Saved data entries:
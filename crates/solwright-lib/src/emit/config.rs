//! Configuration for Solidity emission.

/// Configuration for Solidity emission.
#[derive(Clone, Debug, PartialEq, Eq)]
pub struct Config {
    /// SPDX identifier used when the model does not set one
    pub(crate) license: String,
    /// Version requirement for the `pragma solidity` line
    pub(crate) pragma: String,
}

impl Default for Config {
    fn default() -> Self {
        Self {
            license: "MIT".to_string(),
            pragma: "^0.8.27".to_string(),
        }
    }
}

impl Config {
    /// Create a new Config with default values.
    pub fn new() -> Self {
        Self::default()
    }

    /// Set the fallback SPDX license identifier.
    pub fn license(mut self, value: impl Into<String>) -> Self {
        self.license = value.into();
        self
    }

    /// Set the compiler version requirement.
    pub fn pragma(mut self, value: impl Into<String>) -> Self {
        self.pragma = value.into();
        self
    }
}
//! Emergency stop: `pause()` / `unpause()` guarded by access control.

use solwright_core::Catalog;

use crate::model::{ContractModel, FunctionDef, FunctionId};
use crate::Result;

use super::access::{Access, require_access_control};
use super::base;

pub fn pause() -> FunctionDef {
    FunctionDef::new("pause")
}

pub fn unpause() -> FunctionDef {
    FunctionDef::new("unpause")
}

/// Inherit `Pausable`, guard `guarded` with `whenNotPaused`, and add the
/// pause functions.
pub fn add_pausable(
    model: &mut ContractModel,
    catalog: &Catalog,
    access: Option<Access>,
    guarded: &[FunctionId],
) -> Result<()> {
    model.add_parent(base(catalog, "Pausable")?)?;
    for &function in guarded {
        model.add_modifier(function, "whenNotPaused")?;
    }
    add_pause_functions(model, catalog, access)
}

/// Add restricted `pause()` and `unpause()`. Safe to call more than once.
pub fn add_pause_functions(
    model: &mut ContractModel,
    catalog: &Catalog,
    access: Option<Access>,
) -> Result<()> {
    for (def, call) in [(pause(), "_pause();"), (unpause(), "_unpause();")] {
        let existing = model.functions().find(&def);
        let function = model.add_function(def)?;
        require_access_control(model, catalog, function, access, "PAUSER", "pauser")?;
        if existing.is_none() {
            model.set_function_body(function, vec![call.to_string()])?;
        }
    }
    Ok(())
}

**ACTION ITEM**
Say only how many lines in the records carry the word "emission".

**ANSWER SPACE**
2